A federal judge in Riverside, CA on Thursday declared the military’s ban on allowing openly gay men and women to serve in the military unconstitutional.
U.S. District Court Judge Virginia A. Phillips says it violates the First and Fifth Amendments of the U.S. Constitution, and said the policy doesn’t help military readiness and instead has a “direct and deleterious effect” on the armed services.
The judge agreed with plaintiffs in the lawsuit, filed by the Log Cabin Republicans — a group of 19,000 current and former military members — that the policy violates the rights to free speech, due process and open association.
“As an American, a veteran and an Army reserve officer, I am proud the court ruled that the arcane ‘don’t ask, don’t tell’ statute violates the Constitution,” said R.Clarke Cooper, executive director of the Log Cabin Republicans & Liberty Education Fund.
“Today, the ruling is not just a win for Log Cabin Republican service members, but all American service members.”
The ruling is expected to intensify political pressure in Washington to act on legislation to repeal “don’t ask, don’t tell,” which remains stalled in the Senate despite support from President Obama and the Democratic congressional leadership. [Los Angeles Times]
Log Cabin Republicans said more than 13,500 service members have been fired since 1994.

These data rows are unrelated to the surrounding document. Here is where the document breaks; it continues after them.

/// Core assembler state.
pub(crate) struct Assembler {
    cfg: Config,
    symbols: SymbolTable,
    macros: MacroSet,
    image: Image,
    /// Shadow image holding the frozen branch opcodes. Kept separate so
    /// freeze writes from not-yet-converged passes cannot leak into the
    /// binary output.
    branch_image: Image,
    cond: ConditionalStack,
    diagnostics: Vec<Diagnostic>,

    // pass state
    pass: u32,
    final_pass: bool,
    pc: i32,
    bss: i32,
    base_page: i32,
    cpu: CpuType,
    scope: String,
    module_start: i32,
    label_changes: u32,
    pass_errors: u32,
    label_change_history: Vec<u32>,
    load_address: i32,
    source_lines_seen: u32,

    // line state
    line: String,
    line_no: u32,
    file: String,
    current_attr: RefAttr,
    listed: bool,
    suppress_pp: bool,
    err_col: Option<usize>,
    hard_stop: bool,

    // outputs
    lst: Option<ListingWriter<BufWriter<File>>>,
    pp: Option<BufWriter<File>>,
    trace: Option<BufWriter<File>>,
}
#[test]
fn wrong_macro_argument_count_is_fatal() {
    let source = "\
MACRO TWO(A,B)
 LDX A
ENDMAC
*= $1000
 TWO($10)
";
    let msg = assemble_expect_error("macro-argc", source);
    assert!(msg.contains("Wrong # of arguments"), "got: {msg}");
}

// ----------------------------------------------------------------------
// data directives

#[test]
fn word_and_bigw_endianness() {
    let asm = assemble(
        "words",
        "*= $2000\n .WORD $1234\n .BIGW $1234\n",
    );
    assert_eq!(
        image_bytes(&asm, 0x2000, 4),
        vec![0x34, 0x12, 0x12, 0x34]
    );
}

#[test]
fn byte_lists_with_strings_and_escapes() {
    let asm = assemble(
        "bytes",
        "*= $2000\n .BYTE 1, \"AB\", '\\r', $ff\n",
    );
    assert_eq!(
        image_bytes(&asm, 0x2000, 5),
        vec![0x01, 0x41, 0x42, 0x0d, 0xff]
    );
}

#[test]
fn petscii_and_screen_code_data() {
    let asm = assemble("pet", "*= $2000\n .PET \"Ab\"\n .DISP \"ab\"\n");
    // PETSCII: upper case sets bit 7, lower case folds to upper.
    assert_eq!(image_bytes(&asm, 0x2000, 2), vec![0xc1, 0x42]);
    // Screen codes: lower case letters map to 1..26.
    assert_eq!(image_bytes(&asm, 0x2002, 2), vec![0x01, 0x02]);
}

#[test]
fn byte_high_bit_marker() {
    let asm = assemble("hibit", "*= $2000\n .BYTE \"AB\"^\n");
    assert_eq!(image_bytes(&asm, 0x2000, 2), vec![0x41, 0xc2]);
}

#[test]
fn bits_and_lits_packing() {
    let asm = assemble("bits", "*= $2000\n .BITS **......\n .LITS **......\n");
    assert_eq!(image_bytes(&asm, 0x2000, 2), vec![0xc0, 0x03]);
}

#[test]
fn fill_emits_repeated_value() {
    let asm = assemble("fill", "*= $2000\n .FILL 4 ($AA)\n RTS\n");
    assert_eq!(
        image_bytes(&asm, 0x2000, 5),
        vec![0xaa, 0xaa, 0xaa, 0xaa, 0x60]
    );
}

#[test]
fn hex4_and_dec4_ascii_forms() {
    let asm = assemble("hex4", "*= $2000\n .HEX4 $BEEF\n .DEC4 42\n");
    assert_eq!(image_bytes(&asm, 0x2000, 4), b"BEEF".to_vec());
    assert_eq!(image_bytes(&asm, 0x2004, 4), b"  42".to_vec());
}

#[test]
fn quad_is_big_endian() {
    let asm = assemble("quad", "*= $2000\n .QUAD $11223344\n");
    assert_eq!(
        image_bytes(&asm, 0x2000, 4),
        vec![0x11, 0x22, 0x33, 0x44]
    );
}

#[test]
fn real_data_emits_packed_float() {
    let asm = assemble("real", "*= $2000\n .REAL 1\n .REAL4 1\n");
    assert_eq!(
        image_bytes(&asm, 0x2000, 5),
        vec![0x81, 0x00, 0x00, 0x00, 0x00]
    );
    assert_eq!(image_bytes(&asm, 0x2005, 4), vec![0x81, 0x00, 0x00, 0x00]);
}

#[test]
fn byte_span_feeds_length_operator() {
    let asm = assemble(
        "span",
        "*= $2000\nMSG .BYTE \"HELLO\"\n .BYTE ?MSG\n",
    );
    assert_eq!(image_bytes(&asm, 0x2005, 1), vec![5]);
}

#[test]
fn bss_reservations_never_touch_the_image() {
    let asm = assemble(
        "bss",
        "&= $0200\n*= $1000\nBUF .BSS 16\nPTR .BSS 2\n .WORD BUF,PTR\n",
    );
    assert_eq!(asm.symbols.get("BUF").unwrap().address, 0x0200);
    assert_eq!(asm.symbols.get("PTR").unwrap().address, 0x0210);
    // The reservation region keeps the fill value.
    assert_eq!(image_bytes(&asm, 0x0200, 2), vec![0, 0]);
    assert_eq!(
        image_bytes(&asm, 0x1000, 4),
        vec![0x00, 0x02, 0x10, 0x02]
    );
}

// ----------------------------------------------------------------------
// symbols, scopes, includes

#[test]
fn module_scope_qualifies_local_symbols() {
    let source = "\
*= $1000
MODULE Player
_init LDA #0
 JMP _init
ENDMOD
";
    let asm = assemble("scope", source);
    assert!(asm.symbols.get("Player_init").is_some());
    assert_eq!(
        image_bytes(&asm, 0x1000, 5),
        vec![0xa9, 0x00, 0x4c, 0x00, 0x10]
    );
}

#[test]
fn top_level_local_symbols_keep_their_names() {
    // With no MODULE open there is no scope to qualify with; a leading
    // underscore (or dot) name passes through literally.
    let asm = assemble(
        "toplevel-local",
        "*= $1000\n_tmp LDA #0\n JMP _tmp\n",
    );
    assert!(asm.symbols.get("_tmp").is_some());
    assert!(asm.symbols.get("Main_tmp").is_none());
    assert_eq!(
        image_bytes(&asm, 0x1000, 5),
        vec![0xa9, 0x00, 0x4c, 0x00, 0x10]
    );

    // Inside a module the same spelling is qualified, so the two names
    // refer to different symbols.
    let source = "\
*= $2000
_tmp = 1
MODULE Gfx
_tmp = 2
 .BYTE _tmp
ENDMOD
 .BYTE _tmp
";
    let asm = assemble("toplevel-local-vs-module", source);
    assert_eq!(asm.symbols.get("_tmp").unwrap().address, 1);
    assert_eq!(asm.symbols.get("Gfx_tmp").unwrap().address, 2);
    assert_eq!(image_bytes(&asm, 0x2000, 2), vec![2, 1]);
}

#[test]
fn locked_cli_symbol_wins_over_source() {
    let asm = assemble_with("locked", "C64 = 0\n*= $1000\n .BYTE C64\n", |cfg| {
        cfg.defines = vec!["C64=7".to_string()];
    });
    assert_eq!(image_bytes(&asm, 0x1000, 1), vec![7]);
}

#[test]
fn ifdef_skips_undefined_symbols() {
    let source = "\
*= $1000
#ifdef NEVER
 .BYTE 1
#endif
 .BYTE 2
";
    let asm = assemble("ifdef", source);
    assert_eq!(image_bytes(&asm, 0x1000, 1), vec![0x02]);
}

#[test]
fn error_directive_stops_pass_one() {
    let msg = assemble_expect_error(
        "hash-error",
        "#if 1\n#error this build is broken\n#endif\n",
    );
    assert!(msg.contains("this build is broken"), "got: {msg}");
}

#[test]
fn missing_endif_is_fatal() {
    let dir = temp_dir("endif");
    let cfg = config_for(&dir, "#if 1\n .BYTE 1\n");
    let mut asm = Assembler::new(cfg).expect("new");
    let err = asm.assemble().expect_err("missing #endif must fail");
    assert!(err.to_string().contains("#endif"), "got: {err}");
}

#[test]
fn include_files_are_read_in_place(){
    let dir = temp_dir("include");
    let inc_path = dir.join("inc.asm");
    fs::write(&inc_path, " .BYTE 1,2\n").expect("write include");
    let source = format!(
        "*= $1000\n .INCLUDE \"{}\"\n .BYTE 3\n",
        inc_path.to_string_lossy()
    );
    let cfg = config_for(&dir, &source);
    let mut asm = Assembler::new(cfg).expect("new");
    asm.assemble().expect("assemble");
    assert_eq!(image_bytes(&asm, 0x1000, 3), vec![1, 2, 3]);
}

#[test]
fn end_directive_stops_the_file() {
    let asm = assemble("end", "*= $1000\n .BYTE 1\n .END\n .BYTE 2\n");
    assert_eq!(image_bytes(&asm, 0x1000, 2), vec![1, 0]);
}

#[test]
fn undefined_symbol_in_final_pass_is_reported() {
    let msg = assemble_expect_error("undef", "*= $1000\n LDA MISSING\n");
    assert!(msg.contains("undefined"), "got: {msg}");
}

#[test]
fn double_definition_is_fatal_in_pass_one() {
    let dir = temp_dir("double");
    let cfg = config_for(&dir, "*= $1000\nL1 NOP\nL1 NOP\n");
    let mut asm = Assembler::new(cfg).expect("new");
    let err = asm.assemble().expect_err("double definition must fail");
    assert!(err.to_string().contains("Multiple label definition"), "got: {err}");
}

// ----------------------------------------------------------------------
// addressing modes and CPU gates

fn first_bytes(source: &str, addr: usize, len: usize, label: &str) -> Vec<u8> {
    let asm = assemble(label, source);
    image_bytes(&asm, addr, len)
}

#[test]
fn zero_page_narrowing() {
    assert_eq!(
        first_bytes("*= $1000\n LDA $12\n", 0x1000, 2, "zp"),
        vec![0xa5, 0x12]
    );
    assert_eq!(
        first_bytes("*= $1000\n LDA $1234\n", 0x1000, 3, "abs"),
        vec![0xad, 0x34, 0x12]
    );
    assert_eq!(
        first_bytes("*= $1000\n LDA $12,X\n", 0x1000, 2, "zpx"),
        vec![0xb5, 0x12]
    );
    assert_eq!(
        first_bytes("*= $1000\n STA $1234,Y\n", 0x1000, 3, "absy"),
        vec![0x99, 0x34, 0x12]
    );
}

#[test]
fn force16_prefix_keeps_absolute() {
    assert_eq!(
        first_bytes("*= $1000\n LDA `$12\n", 0x1000, 3, "force16"),
        vec![0xad, 0x12, 0x00]
    );
}

#[test]
fn indirect_modes_encode() {
    assert_eq!(
        first_bytes("*= $1000\n LDA ($12,X)\n", 0x1000, 2, "indx"),
        vec![0xa1, 0x12]
    );
    assert_eq!(
        first_bytes("*= $1000\n LDA ($12),Y\n", 0x1000, 2, "indy"),
        vec![0xb1, 0x12]
    );
    assert_eq!(
        first_bytes("*= $1000\n JMP ($1234)\n", 0x1000, 3, "jmpind"),
        vec![0x6c, 0x34, 0x12]
    );
}

#[test]
fn ldx_stx_switch_to_zero_page_y() {
    assert_eq!(
        first_bytes("*= $1000\n LDX $12,Y\n", 0x1000, 2, "ldxy"),
        vec![0xb6, 0x12]
    );
    assert_eq!(
        first_bytes("*= $1000\n STX $12,Y\n", 0x1000, 2, "stxy"),
        vec![0x96, 0x12]
    );
    assert_eq!(
        first_bytes("*= $1000\n LDX $1234,Y\n", 0x1000, 3, "ldxabsy"),
        vec![0xbe, 0x34, 0x12]
    );
}

#[test]
fn jmp_indexed_indirect_is_always_absolute() {
    assert_eq!(
        first_bytes("*= $1000\n .CPU 65C02\n JMP ($12,X)\n", 0x1000, 3, "jmpindx"),
        vec![0x7c, 0x12, 0x00]
    );
}

#[test]
fn stz_gating_per_cpu() {
    // On the plain 6502 STZ is not in the instruction set; the name falls
    // back to being a label, exactly like the original recognizer.
    let asm = assemble("stz6502", "*= $1000\n STZ $12\n RTS\n");
    assert!(asm.symbols.get("STZ").is_some());
    assert_eq!(image_bytes(&asm, 0x1000, 1), vec![0x60]);

    assert_eq!(
        first_bytes("*= $1000\n .CPU 65C02\n STZ $12\n", 0x1000, 2, "stz-c02"),
        vec![0x64, 0x12]
    );
    assert_eq!(
        first_bytes("*= $1000\n .CPU 65C02\n STZ $1234\n", 0x1000, 3, "stz-abs"),
        vec![0x9c, 0x34, 0x12]
    );
}

#[test]
fn bbr_encodes_bit_and_branch() {
    let asm = assemble(
        "bbr",
        "*= $1000\n .CPU 45GS02\n BBR3 $12,NEXT\nNEXT RTS\n",
    );
    assert_eq!(image_bytes(&asm, 0x1000, 4), vec![0x3f, 0x12, 0x00, 0x60]);
}

#[test]
fn quad_register_instructions() {
    let asm = assemble(
        "quadreg",
        "*= $1000\n .CPU 45GS02\n LDQ $12\n LDQ $1234\n LDQ ($12)\n LDQ [$12]\n ASLQ Q\n",
    );
    assert_eq!(image_bytes(&asm, 0x1000, 4), vec![0x42, 0x42, 0xa5, 0x12]);
    assert_eq!(
        image_bytes(&asm, 0x1004, 5),
        vec![0x42, 0x42, 0xad, 0x34, 0x12]
    );
    assert_eq!(image_bytes(&asm, 0x1009, 4), vec![0x42, 0x42, 0xb2, 0x12]);
    assert_eq!(
        image_bytes(&asm, 0x100d, 5),
        vec![0x42, 0x42, 0xea, 0xb2, 0x12]
    );
    assert_eq!(image_bytes(&asm, 0x1012, 3), vec![0x42, 0x42, 0x0a]);
}

#[test]
fn indirect_long_modes_on_45gs02() {
    let asm = assemble(
        "indlong",
        "*= $1000\n .CPU 45GS02\n LDA [$12],Z\n LDA ($12),Z\n",
    );
    assert_eq!(image_bytes(&asm, 0x1000, 3), vec![0xea, 0xb2, 0x12]);
    assert_eq!(image_bytes(&asm, 0x1003, 2), vec![0xb2, 0x12]);
}

#[test]
fn base_page_relocates_direct_page() {
    let asm = assemble(
        "basepage",
        "*= $1000\n .CPU 45GS02\n .BASE $16\n LDA $1612\n",
    );
    assert_eq!(image_bytes(&asm, 0x1000, 2), vec![0xa5, 0x12]);
}

#[test]
fn long_branch_mnemonics() {
    let asm = assemble(
        "lbranch",
        "*= $1000\n .CPU 45GS02\n LBNE FAR\nFAR RTS\n",
    );
    // Displacement is relative to pc+2 even for the 3-byte form.
    assert_eq!(image_bytes(&asm, 0x1000, 4), vec![0xd3, 0x01, 0x00, 0x60]);
}

#[test]
fn branch_optimization_promotes_far_branches() {
    let source = "\
*= $1000
 .CPU 45GS02
 BNE FAR
 .FILL 200 (0)
FAR RTS
";
    let asm = assemble_with("branchopt", source, |cfg| {
        cfg.branch_opt = true;
    });
    // 0x1000: long BNE (opcode | 3) with a 16-bit displacement.
    let far = 0x1003 + 200;
    let disp = far - 0x1002;
    assert_eq!(
        image_bytes(&asm, 0x1000, 3),
        vec![0xd3, (disp & 0xff) as u8, (disp >> 8) as u8]
    );
}

#[test]
fn branch_optimization_keeps_near_branches_short() {
    let source = "\
*= $1000
 .CPU 45GS02
 BNE NEXT
NEXT RTS
";
    let asm = assemble_with("branchopt-short", source, |cfg| {
        cfg.branch_opt = true;
    });
    assert_eq!(image_bytes(&asm, 0x1000, 3), vec![0xd0, 0x00, 0x60]);
}

#[test]
fn branch_out_of_range_without_optimization() {
    let source = "\
*= $1000
 BNE FAR
 .FILL 200 (0)
FAR RTS
";
    let msg = assemble_expect_error("branch-far", source);
    assert!(msg.contains("Branch too long"), "got: {msg}");
}

// ----------------------------------------------------------------------
// pass behavior

#[test]
fn forward_references_force_extra_passes() {
    // Resolving LATER in pass one counts as a label change, so a second
    // scanning pass must confirm the layout before the final pass runs.
    let asm = assemble("passes", "*= $1000\n JMP LATER\nLATER RTS\n");
    assert_eq!(asm.pass, 3);
    assert_eq!(asm.label_change_history, vec![1, 0, 0]);

    // Without forward references the second pass is already the final one.
    let asm = assemble("passes-min", "*= $1000\n LDA #1\n RTS\n");
    assert_eq!(asm.pass, 2);
    assert_eq!(asm.label_change_history, vec![0, 0]);
}

#[test]
fn bso_mode_defaults() {
    let dir = temp_dir("bso");
    let src_path = dir.join("main.src");
    fs::write(&src_path, "*= $1000\n lda #'A\n40$ rts\n bne 40$\n").expect("write");
    let mut cfg = config_for(&dir, "");
    cfg.source_path = src_path.to_string_lossy().to_string();
    cfg.bso_mode = true;
    cfg.ignore_case = true;
    cfg.branch_opt = true;
    cfg.fill_byte = 0xff;
    let mut asm = Assembler::new(cfg).expect("new");
    asm.assemble().expect("assemble");
    // Fill byte is 0xFF in BSO mode.
    assert_eq!(asm.image.get(0x0000), 0xff);
    // The nn$ local was scoped into the surrounding module.
    assert!(asm
        .symbols
        .symbols()
        .iter()
        .any(|sym| sym.name.ends_with("40$")));
    assert_eq!(image_bytes(&asm, 0x1000, 2), vec![0xa9, 0x41]);
}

Attorney Dan Woods, who represents the group, said in closing arguments of the non-jury trial that the policy violates gay military members’ rights to free speech, due process and open association. [AP]
He also argued that the policy damages the military by forcing it to reject talented people as the country struggles to find recruits in the midst of a war.
Phillips indicated she would issue an injunction barring the government from enforcing the policy.
Despite President Barack Obama’s criticism of the policy, the U.S. Department of Justice, which vigorously defended “don’t ask, don’t tell” during the two-week trial, will have an opportunity to appeal that decision.